Thread: Re: [HACKERS] listening addresses

Re: [HACKERS] listening addresses

From
Andrew Dunstan
Date:

Tom Lane wrote:

>Andrew Dunstan <andrew@dunslane.net> writes:
>
>
>>A small problem with it was reported to me a couple of days ago - user
>>had firewalled off all IP6 traffic.

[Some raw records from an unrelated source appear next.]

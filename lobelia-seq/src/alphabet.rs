//! Runtime alphabet values for record validation.
//!
//! An [`Alphabet`] is the set of symbols a record's payload may draw from.
//! It is ordinary data rather than a type parameter: every record carries
//! its alphabet with it, and validation runs against that value. Presets
//! cover the common biological symbol sets.

use std::collections::BTreeSet;
use std::fmt;

use lobelia_core::{LobeliaError, Result};

/// A named set of valid symbols.
///
/// Symbols are stored uppercase in sorted order, so two alphabets built
/// from the same symbols in different input order compare equal and render
/// identically.
#[derive(Debug, Clone, PartialEq, Eq, Hash)]
pub struct Alphabet {
    name: String,
    symbols: BTreeSet<u8>,
}

impl Alphabet {
    /// Create an alphabet from a name and its valid symbols.
    ///
    /// Input symbols are uppercased and deduplicated. Returns an error if
    /// the symbol set is empty or contains a non-printable byte.
    pub fn new(name: impl Into<String>, symbols: impl AsRef<[u8]>) -> Result<Self> {
        let symbols: BTreeSet<u8> = symbols
            .as_ref()
            .iter()
            .map(|b| b.to_ascii_uppercase())
            .collect();
        if symbols.is_empty() {
            return Err(LobeliaError::InvalidInput(
                "alphabet must contain at least one symbol".into(),
            ));
        }
        if let Some(&b) = symbols.iter().find(|b| !b.is_ascii_graphic()) {
            return Err(LobeliaError::InvalidInput(format!(
                "alphabet symbol 0x{:02X} is not printable",
                b
            )));
        }
        Ok(Self {
            name: name.into(),
            symbols,
        })
    }

    /// Unambiguous DNA bases: `ACGT`.
    pub fn dna() -> Self {
        Self::preset("DNA", b"ACGT")
    }

    /// IUPAC DNA with ambiguity codes: `ACGTNRYSWKMBDHV`.
    pub fn iupac_dna() -> Self {
        Self::preset("DNA", b"ACGTNRYSWKMBDHV")
    }

    /// Unambiguous RNA bases: `ACGU`.
    pub fn rna() -> Self {
        Self::preset("RNA", b"ACGU")
    }

    /// The 20 standard amino acids plus the stop symbol `*`.
    pub fn protein() -> Self {
        Self::preset("Protein", b"ACDEFGHIKLMNPQRSTVWY*")
    }

    // Preset symbol sets are static, uppercase, and non-empty.
    fn preset(name: &str, symbols: &[u8]) -> Self {
        Self {
            name: name.to_string(),
            symbols: symbols.iter().copied().collect(),
        }
    }

    /// Human-readable alphabet name (e.g. "DNA").
    pub fn name(&self) -> &str {
        &self.name
    }

    /// Number of distinct symbols.
    pub fn len(&self) -> usize {
        self.symbols.len()
    }

    /// Whether the alphabet has no symbols.
    pub fn is_empty(&self) -> bool {
        self.symbols.is_empty()
    }

    /// Check whether a symbol (assumed already uppercased) is valid.
    pub fn contains(&self, symbol: u8) -> bool {
        self.symbols.contains(&symbol)
    }

    /// Iterate over the symbols in sorted order.
    pub fn symbols(&self) -> impl Iterator<Item = u8> + '_ {
        self.symbols.iter().copied()
    }

    /// Validate a run of symbols against this alphabet.
    ///
    /// Reports the first offending symbol with its hex value and position.
    pub fn validate(&self, symbols: &[u8]) -> Result<()> {
        for (i, &b) in symbols.iter().enumerate() {
            if !self.contains(b) {
                return Err(LobeliaError::Validation(format!(
                    "invalid {} symbol '{}' (0x{:02X}) at position {}",
                    self.name, b as char, b, i
                )));
            }
        }
        Ok(())
    }
}

impl fmt::Display for Alphabet {
    /// Space-joined symbols in sorted order.
    fn fmt(&self, f: &mut fmt::Formatter<'_>) -> fmt::Result {
        for (i, &b) in self.symbols.iter().enumerate() {
            if i > 0 {
                f.write_str(" ")?;
            }
            write!(f, "{}", b as char)?;
        }
        Ok(())
    }
}

#[cfg(feature = "serde")]
mod serde_impl {
    use super::Alphabet;
    use serde::{Deserialize, Deserializer, Serialize, Serializer};

    #[derive(Serialize, Deserialize)]
    struct RawAlphabet {
        name: String,
        symbols: String,
    }

    impl Serialize for Alphabet {
        fn serialize<S: Serializer>(&self, serializer: S) -> Result<S::Ok, S::Error> {
            let raw = RawAlphabet {
                name: self.name.clone(),
                symbols: self.symbols().map(|b| b as char).collect(),
            };
            raw.serialize(serializer)
        }
    }

    impl<'de> Deserialize<'de> for Alphabet {
        fn deserialize<D: Deserializer<'de>>(deserializer: D) -> Result<Self, D::Error> {
            let raw = RawAlphabet::deserialize(deserializer)?;
            Alphabet::new(raw.name, raw.symbols.as_bytes()).map_err(serde::de::Error::custom)
        }
    }
}

#[cfg(test)]
mod tests {
    use super::*;

    #[test]
    fn dna_accepts_all_bases() {
        let dna = Alphabet::dna();
        for &b in b"ACGT" {
            assert!(dna.contains(b), "DNA should accept {}", b as char);
        }
    }

    #[test]
    fn dna_rejects_u() {
        assert!(!Alphabet::dna().contains(b'U'));
    }

    #[test]
    fn iupac_dna_accepts_ambiguity_codes() {
        let dna = Alphabet::iupac_dna();
        for &b in b"ACGTNRYSWKMBDHV" {
            assert!(dna.contains(b), "IUPAC DNA should accept {}", b as char);
        }
    }

    #[test]
    fn rna_rejects_t() {
        assert!(!Alphabet::rna().contains(b'T'));
    }

    #[test]
    fn custom_alphabet_uppercases_and_dedups() {
        let ab = Alphabet::new("binary", b"abba").unwrap();
        assert_eq!(ab.len(), 2);
        assert!(ab.contains(b'A'));
        assert!(ab.contains(b'B'));
        assert!(!ab.contains(b'a'));
    }

    #[test]
    fn empty_alphabet_rejected() {
        let result = Alphabet::new("empty", b"");
        assert!(matches!(result, Err(LobeliaError::InvalidInput(_))));
    }

    #[test]
    fn non_printable_symbol_rejected() {
        let result = Alphabet::new("bad", b"A\x01");
        assert!(matches!(result, Err(LobeliaError::InvalidInput(_))));
    }

    #[test]
    fn validate_reports_symbol_and_position() {
        let err = Alphabet::new("AT", b"AT")
            .unwrap()
            .validate(b"ATX")
            .unwrap_err();
        let msg = err.to_string();
        assert!(msg.contains("'X'"), "message should name the symbol: {}", msg);
        assert!(msg.contains("position 2"), "message should give the position: {}", msg);
    }

    #[test]
    fn display_is_space_joined_and_sorted() {
        let ab = Alphabet::new("AT", b"TA").unwrap();
        assert_eq!(ab.to_string(), "A T");
    }

    #[test]
    fn input_order_does_not_matter() {
        let a = Alphabet::new("x", b"ACGT").unwrap();
        let b = Alphabet::new("x", b"TGCA").unwrap();
        assert_eq!(a, b);
    }
}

The stats collector happily bound
>>and connected to the socket, but all the packets fell in the bit bucket.
>>They found it quite hard to diagnose the problem.
>>
>>
>
>
>
>>Possible solutions that occurred to me:
>>. an initial "hello"-"yes i'm here" exchange to validate the address
>>
>>
>
>That one seems reasonable to me.  Seems like it would take just a few
>more lines of code in the loop that tries to find a working socket to
>check that we can send a byte and receive it.  You'd have to be careful
>not to block if the socket is indeed not working ... also, is it safe to
>assume that a byte sent with send() is *immediately* ready to recv()?
>
>
>

This patch attempts to implement the idea, with safety in case the
packet is not immediately available.

comments welcome

cheers

andrew
Index: src/backend/postmaster/pgstat.c
===================================================================
RCS file: /projects/cvsroot/pgsql-server/src/backend/postmaster/pgstat.c,v
retrieving revision 1.61
diff -c -r1.61 pgstat.c
*** src/backend/postmaster/pgstat.c    15 Mar 2004 16:21:37 -0000    1.61
--- src/backend/postmaster/pgstat.c    21 Mar 2004 16:41:23 -0000
***************
*** 191,196 ****
--- 191,199 ----
                 *addr,
                  hints;
      int            ret;
+     fd_set      rset;
+     struct timeval tv;
+     char        test_byte;

      /*
       * Force start of collector daemon if something to collect
***************
*** 307,312 ****
--- 310,351 ----
              pgStatSock = -1;
              continue;
          }
+
+ #define TESTBYTEVAL 99
+
+         /* try to send and receive a test byte on the socket */
+
+         FD_ZERO(&rset);
+         FD_SET(pgStatSock, &rset);
+         tv.tv_sec = 0;
+         tv.tv_usec = 500000;
+         test_byte = TESTBYTEVAL;
+         send(pgStatSock,&test_byte,1,0);
+         test_byte++;
+         if(select(pgStatSock+1,&rset,NULL,NULL,&tv) > 0 &&
+            FD_ISSET(pgStatSock,&rset))
+         {
+             recv(pgStatSock,&test_byte,1,0);
+             if(test_byte != TESTBYTEVAL)
+             {
+                 ereport(LOG,
+                         (errcode_for_socket_access(),
+                          errmsg("incorrect test value on send/receive on socket for statistics collector: %m")));
+             closesocket(pgStatSock);
+             pgStatSock = -1;
+             continue;
+             }
+         }
+         else
+         {
+             ereport(LOG,
+                     (errcode_for_socket_access(),
+                      errmsg("could send/receive on socket for statistics collector: %m")));
+             closesocket(pgStatSock);
+             pgStatSock = -1;
+             continue;
+         }
+

          /* If we get here, we have a working socket */
          break;

Re: [HACKERS] listening addresses

From
Tom Lane
Date:
Andrew Dunstan <andrew@dunslane.net> writes:
> This patch attempts to implement the idea, with safety in case the
> packet is not immediately available.

Seems like you ought to be testing for failure returns from send() and
recv().  Also, what of EINTR from select()?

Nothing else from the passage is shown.